Implications of a hypothetical blow-up of Navier-Stokes for the mathematical model - MathOverflow

Implications of a hypothetical blow-up of Navier-Stokes for the mathematical model

2012-08-21T21:44:13Z

Let us suppose that there exists a (initially smooth) solution of NSE that blows up in finite time. Then, in particular, the corresponding velocity field becomes unbounded as time progresses. Which assumptions in the common modelling of fluid flow (leading to NSE) will be violated and in which way will NSE need to be adjusted?

I read that the viscous term is some kind of expansion and higher derivatives of the velocity field u, like \Delta^2 u, should, in fact, be retained. (It´s well-known that NSE with hyperdissipation admits global smooth solutions.) Unfortunately, i couldn't find any physical details on this expansion. Does someone know about it? Thanks a lot in advance! :-)

Answer by Michael Renardy for Implications of a hypothetical blow-up of Navier-Stokes for the mathematical model

2012-08-22T14:43:54Z

If the velocity becomes infinite, it exceeds the speed of sound, so incompressibility is no longer a valid assumption. On the other hand, we should consider the fact that the pressure also reaches minus infinity in a hypothetical blow-up solution. The practical consequence of this is cavitation.

Answer by Denis Serre for Implications of a hypothetical blow-up of Navier-Stokes for the mathematical model

2012-09-05T15:42:39Z

This is a comment about Michael's answer and the comment by Daniel about compressible NSE.

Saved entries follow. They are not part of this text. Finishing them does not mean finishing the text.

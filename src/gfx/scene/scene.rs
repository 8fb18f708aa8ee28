use cgmath::{Matrix4, SquareMatrix};

use super::vertex::Vertex3D;
use crate::gfx::geometry::GeometryData;

/// Handle to a node in a [`Scene`]
#[derive(Debug, Clone, Copy, PartialEq, Eq, Hash)]
pub struct NodeId(usize);

/// Handle to mesh data stored in a [`Scene`]
#[derive(Debug, Clone, Copy, PartialEq, Eq, Hash)]
pub struct MeshId(usize);

/// Triangle mesh, immutable once added to the scene
#[derive(Debug, Clone, PartialEq)]
pub struct Mesh {
    pub vertices: Vec<Vertex3D>,
    pub indices: Vec<u32>,
}

impl From<&GeometryData> for Mesh {
    fn from(geometry: &GeometryData) -> Self {
        let (vertices, indices) = geometry.to_scene_format();
        Self { vertices, indices }
    }
}

#[derive(Debug, Clone, Copy, PartialEq, Eq)]
pub enum NodeKind {
    Group,
    Mesh(MeshId),
}

#[derive(Debug, Clone)]
pub struct Node {
    pub name: String,
    pub kind: NodeKind,
    transform: Matrix4<f32>,
    visible: bool,
    parent: Option<NodeId>,
    children: Vec<NodeId>,
    revision: u64,
}

impl Node {
    fn new(name: &str, kind: NodeKind, parent: Option<NodeId>) -> Self {
        Self {
            name: name.to_string(),
            kind,
            transform: Matrix4::identity(),
            visible: true,
            parent,
            children: Vec::new(),
            revision: 0,
        }
    }

    /// Local transform relative to the parent
    pub fn transform(&self) -> Matrix4<f32> {
        self.transform
    }

    /// Own visibility flag, ignoring ancestors
    pub fn visible(&self) -> bool {
        self.visible
    }

    pub fn parent(&self) -> Option<NodeId> {
        self.parent
    }

    pub fn children(&self) -> &[NodeId] {
        &self.children
    }

    /// Number of transform writes since creation
    pub fn revision(&self) -> u64 {
        self.revision
    }
}

/// A mesh to draw with its accumulated world transform
#[derive(Debug, Clone, Copy, PartialEq)]
pub struct MeshInstance {
    pub node: NodeId,
    pub mesh: MeshId,
    pub world: Matrix4<f32>,
}

/// Node arena with parent/child links
#[derive(Debug, Clone, Default)]
pub struct Scene {
    nodes: Vec<Node>,
    meshes: Vec<Mesh>,
}

impl Scene {
    pub fn new() -> Self {
        Self::default()
    }

    /// Adds an empty group node
    pub fn add_group(&mut self, name: &str, parent: Option<NodeId>) -> NodeId {
        self.push_node(Node::new(name, NodeKind::Group, parent))
    }

    /// Stores `geometry` and adds a node drawing it
    pub fn add_mesh(&mut self, name: &str, parent: Option<NodeId>, geometry: &GeometryData) -> NodeId {
        let mesh = MeshId(self.meshes.len());
        self.meshes.push(Mesh::from(geometry));
        self.push_node(Node::new(name, NodeKind::Mesh(mesh), parent))
    }

    fn push_node(&mut self, node: Node) -> NodeId {
        let id = NodeId(self.nodes.len());
        if let Some(parent) = node.parent.and_then(|p| self.nodes.get_mut(p.0)) {
            parent.children.push(id);
        }
        self.nodes.push(node);
        id
    }

    pub fn node(&self, id: NodeId) -> Option<&Node> {
        self.nodes.get(id.0)
    }

    pub fn mesh(&self, id: MeshId) -> Option<&Mesh> {
        self.meshes.get(id.0)
    }

    pub fn len(&self) -> usize {
        self.nodes.len()
    }

    pub fn is_empty(&self) -> bool {
        self.nodes.is_empty()
    }

    /// Overwrites the local transform of a node
    pub fn set_transform(&mut self, id: NodeId, transform: Matrix4<f32>) -> bool {
        match self.nodes.get_mut(id.0) {
            Some(node) => {
                node.transform = transform;
                node.revision += 1;
                true
            }
            None => false,
        }
    }

    pub fn set_visible(&mut self, id: NodeId, visible: bool) -> bool {
        match self.nodes.get_mut(id.0) {
            Some(node) => {
                node.visible = visible;
                true
            }
            None => false,
        }
    }

    /// Whether the node and all of its ancestors are visible
    pub fn is_visible(&self, id: NodeId) -> bool {
        let mut current = Some(id);
        while let Some(node) = current.and_then(|id| self.node(id)) {
            if !node.visible {
                return false;
            }
            current = node.parent;
        }
        current.is_none()
    }

    /// Transform from the node's local space to scene space
    pub fn world_transform(&self, id: NodeId) -> Option<Matrix4<f32>> {
        let mut node = self.node(id)?;
        let mut world = node.transform;
        while let Some(parent) = node.parent {
            node = self.node(parent)?;
            world = node.transform * world;
        }
        Some(world)
    }

    /// Every mesh node that would be drawn, with its world transform
    pub fn visible_meshes(&self) -> Vec<MeshInstance> {
        let mut out = Vec::new();
        let roots = self
            .nodes
            .iter()
            .enumerate()
            .filter(|(_, node)| node.parent.is_none())
            .map(|(i, _)| NodeId(i));
        for root in roots {
            self.collect_visible(root, Matrix4::identity(), &mut out);
        }
        out
    }

    fn collect_visible(&self, id: NodeId, parent_world: Matrix4<f32>, out: &mut Vec<MeshInstance>) {
        let Some(node) = self.node(id) else {
            return;
        };
        if !node.visible {
            return;
        }

        let world = parent_world * node.transform;
        if let NodeKind::Mesh(mesh) = node.kind {
            out.push(MeshInstance {
                node: id,
                mesh,
                world,
            });
        }
        for &child in &node.children {
            self.collect_visible(child, world, out);
        }
    }
}
use std::marker::PhantomData;

/// Typed uniform buffer that skips redundant writes
pub struct UniformBuffer<Content> {
    buffer: wgpu::Buffer,
    content_type: PhantomData<Content>,
    previous_content: Vec<u8>,
}

impl<Content: bytemuck::Pod> UniformBuffer<Content> {
    fn name() -> &'static str {
        let type_name = std::any::type_name::<Content>();
        let pos = type_name.rfind(':').unwrap_or(0);
        if pos > 0 {
            &type_name[(pos + 1)..]
        } else {
            type_name
        }
    }

    /// Create buffer with initial data
    pub fn new_with_data(device: &wgpu::Device, initial_content: &Content) -> Self {
        let buffer = device.create_buffer(&wgpu::BufferDescriptor {
            label: Some(&format!("UniformBuffer: {}", Self::name())),
            size: std::mem::size_of::<Content>() as u64,
            usage: wgpu::BufferUsages::UNIFORM | wgpu::BufferUsages::COPY_DST,
            mapped_at_creation: true,
        });

        buffer
            .slice(..)
            .get_mapped_range_mut()
            .copy_from_slice(bytemuck::bytes_of(initial_content));
        buffer.unmap();

        UniformBuffer {
            buffer,
            content_type: PhantomData,
            previous_content: bytemuck::bytes_of(initial_content).to_vec(),
        }
    }

    /// Update buffer content, returns whether anything was written
    pub fn update_content(&mut self, queue: &wgpu::Queue, content: Content) -> bool {
        let new_content = bytemuck::bytes_of(&content);
        if self.previous_content == new_content {
            return false;
        }
        queue.write_buffer(&self.buffer, 0, new_content);
        self.previous_content = new_content.to_vec();
        true
    }

    pub fn binding_resource(&self) -> wgpu::BindingResource {
        self.buffer.as_entire_binding()
    }
}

1- There are several models for viscous fluids, among which we may select incompressible/compressible NSE. It is widely believed that the compressible case behaves wildlier than the incompressible one. Therefore, saying that a blow up singularity in the incompressible NSE means that incompressibility is no longer a valid assumption is not the end of the story. Because then we have to use the compressible model, which likely displays the same trouble.

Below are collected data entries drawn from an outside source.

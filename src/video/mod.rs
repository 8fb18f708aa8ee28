//! # Video Sources
//!
//! A video source exposes the camera image the marker is tracked in and the
//! background the scene is drawn over. Sources are opened asynchronously and
//! report readiness once their native frame size is known.
//!
//! - [`ImageSource`] - a single still image
//! - [`ImageSequenceSource`] - a looping sequence of frames read from a directory
//! - [`WebcamSource`] - a live camera feed
//!
//! The [`fit_cover`] helper computes how a source is scaled to cover a
//! viewport while preserving its aspect ratio.

pub mod image_source;
pub mod sequence;
pub mod webcam;

use futures::future::BoxFuture;
use image::RgbaImage;

use crate::error::{ArError, Result};

pub use image_source::ImageSource;
pub use sequence::ImageSequenceSource;
pub use webcam::{FrameGrabber, WebcamSource};

/// Capability interface the session needs from a camera, image or video feed
pub trait VideoSource {
    /// Opens the source. The returned future resolves once frames are available.
    fn init(&mut self) -> BoxFuture<'_, Result<()>>;

    /// Whether frames can be captured
    fn is_ready(&self) -> bool;

    /// Native frame dimensions, known once the source is ready
    fn native_size(&self) -> Option<(u32, u32)>;

    /// Advances to the next frame and returns it
    fn capture(&mut self) -> Option<&VideoFrame>;

    /// The most recently captured frame
    fn current(&self) -> Option<&VideoFrame>;
}

/// A single RGBA8 video frame
#[derive(Debug, Clone, PartialEq)]
pub struct VideoFrame {
    width: u32,
    height: u32,
    pixels: Vec<u8>,
}

impl VideoFrame {
    /// Wraps tightly packed RGBA8 pixel data
    pub fn new(width: u32, height: u32, pixels: Vec<u8>) -> Result<Self> {
        let expected = width as usize * height as usize * 4;
        if width == 0 || height == 0 || pixels.len() != expected {
            return Err(ArError::VideoSource(format!(
                "frame of {}x{} needs {} bytes, got {}",
                width,
                height,
                expected,
                pixels.len()
            )));
        }

        Ok(Self {
            width,
            height,
            pixels,
        })
    }

    /// Creates a frame filled with a single colour
    pub fn filled(width: u32, height: u32, rgba: [u8; 4]) -> Self {
        let pixels = rgba
            .iter()
            .copied()
            .cycle()
            .take(width as usize * height as usize * 4)
            .collect();

        Self {
            width,
            height,
            pixels,
        }
    }

    pub fn width(&self) -> u32 {
        self.width
    }

    pub fn height(&self) -> u32 {
        self.height
    }

    pub fn size(&self) -> (u32, u32) {
        (self.width, self.height)
    }

    /// Raw RGBA8 data, row major
    pub fn pixels(&self) -> &[u8] {
        &self.pixels
    }

    pub fn pixel(&self, x: u32, y: u32) -> [u8; 4] {
        let i = (y as usize * self.width as usize + x as usize) * 4;
        [
            self.pixels[i],
            self.pixels[i + 1],
            self.pixels[i + 2],
            self.pixels[i + 3],
        ]
    }

    pub fn set_pixel(&mut self, x: u32, y: u32, rgba: [u8; 4]) {
        let i = (y as usize * self.width as usize + x as usize) * 4;
        self.pixels[i..i + 4].copy_from_slice(&rgba);
    }

    /// Rec. 601 luma of every pixel, row major
    pub fn to_luma(&self) -> Vec<u8> {
        self.pixels
            .chunks_exact(4)
            .map(|p| {
                let y = 0.299 * p[0] as f32 + 0.587 * p[1] as f32 + 0.114 * p[2] as f32;
                y.round().clamp(0.0, 255.0) as u8
            })
            .collect()
    }
}

impl From<RgbaImage> for VideoFrame {
    fn from(image: RgbaImage) -> Self {
        let (width, height) = image.dimensions();
        Self {
            width,
            height,
            pixels: image.into_raw(),
        }
    }
}

/// Size of the display area in physical pixels
#[derive(Debug, Clone, Copy, PartialEq, Eq)]
pub struct Viewport {
    pub width: u32,
    pub height: u32,
}

impl Viewport {
    pub fn new(width: u32, height: u32) -> Self {
        Self { width, height }
    }

    pub fn is_empty(&self) -> bool {
        self.width == 0 || self.height == 0
    }
}

/// How a video source is laid out to cover a viewport
///
/// The source is scaled uniformly until it covers the whole viewport and the
/// overflow is cropped equally on both sides.
#[derive(Debug, Clone, Copy, PartialEq)]
pub struct DisplayFit {
    /// Displayed video width in pixels, at least the viewport width
    pub width: f32,
    /// Displayed video height in pixels, at least the viewport height
    pub height: f32,
    /// Displayed width over viewport width
    pub scale_x: f32,
    /// Displayed height over viewport height
    pub scale_y: f32,
}

impl DisplayFit {
    /// Fit used before the source size is known
    pub fn identity(viewport: Viewport) -> Self {
        Self {
            width: viewport.width as f32,
            height: viewport.height as f32,
            scale_x: 1.0,
            scale_y: 1.0,
        }
    }

    /// Visible part of the video in texture coordinates, as (min, max)
    pub fn uv_rect(&self) -> ([f32; 2], [f32; 2]) {
        let half_u = 0.5 / self.scale_x;
        let half_v = 0.5 / self.scale_y;
        ([0.5 - half_u, 0.5 - half_v], [0.5 + half_u, 0.5 + half_v])
    }

    /// Clip-space scale that maps the full video frame onto the cropped viewport
    pub fn clip_scale(&self) -> cgmath::Matrix4<f32> {
        cgmath::Matrix4::from_nonuniform_scale(self.scale_x, self.scale_y, 1.0)
    }
}

/// Scales `source` to cover `viewport` while keeping its aspect ratio
pub fn fit_cover(source: (u32, u32), viewport: Viewport) -> DisplayFit {
    if viewport.is_empty() || source.0 == 0 || source.1 == 0 {
        return DisplayFit::identity(viewport);
    }

    let (vw, vh) = (viewport.width as f32, viewport.height as f32);
    let source_aspect = source.0 as f32 / source.1 as f32;
    let screen_aspect = vw / vh;

    let (width, height) = if screen_aspect < source_aspect {
        // Screen is narrower than the video: match heights, crop the sides
        (vh * source_aspect, vh)
    } else {
        (vw, vw / source_aspect)
    };

    DisplayFit {
        width,
        height,
        scale_x: width / vw,
        scale_y: height / vh,
    }
}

2- In the compressible case, the issue of cavitation is subtle and so far remains an open problem. Except in one space dimension (ha! ha!), we don't know whether vaccum may occur at positive time if the initial density is strictly positive. But the one-D case is interesting: D. Hoff and myself have a paper in which we show that a constant viscosity coefficient yields an unphysical behaviour at very low densities ; something like an ill-posedness result for the Cauchy problem. This suggests to take in account the dependence of the viscosities upon the state (density, temperature). Actually, the derivation of NSE from Boltzmann yields a dependence upon the temperature alone. In isentropic flows, this amounts to saying that the viscosities depend upon the density ; in which case the viscosity vanishes with the density. This is what is needed to avoid the ill-posedness mentionned above.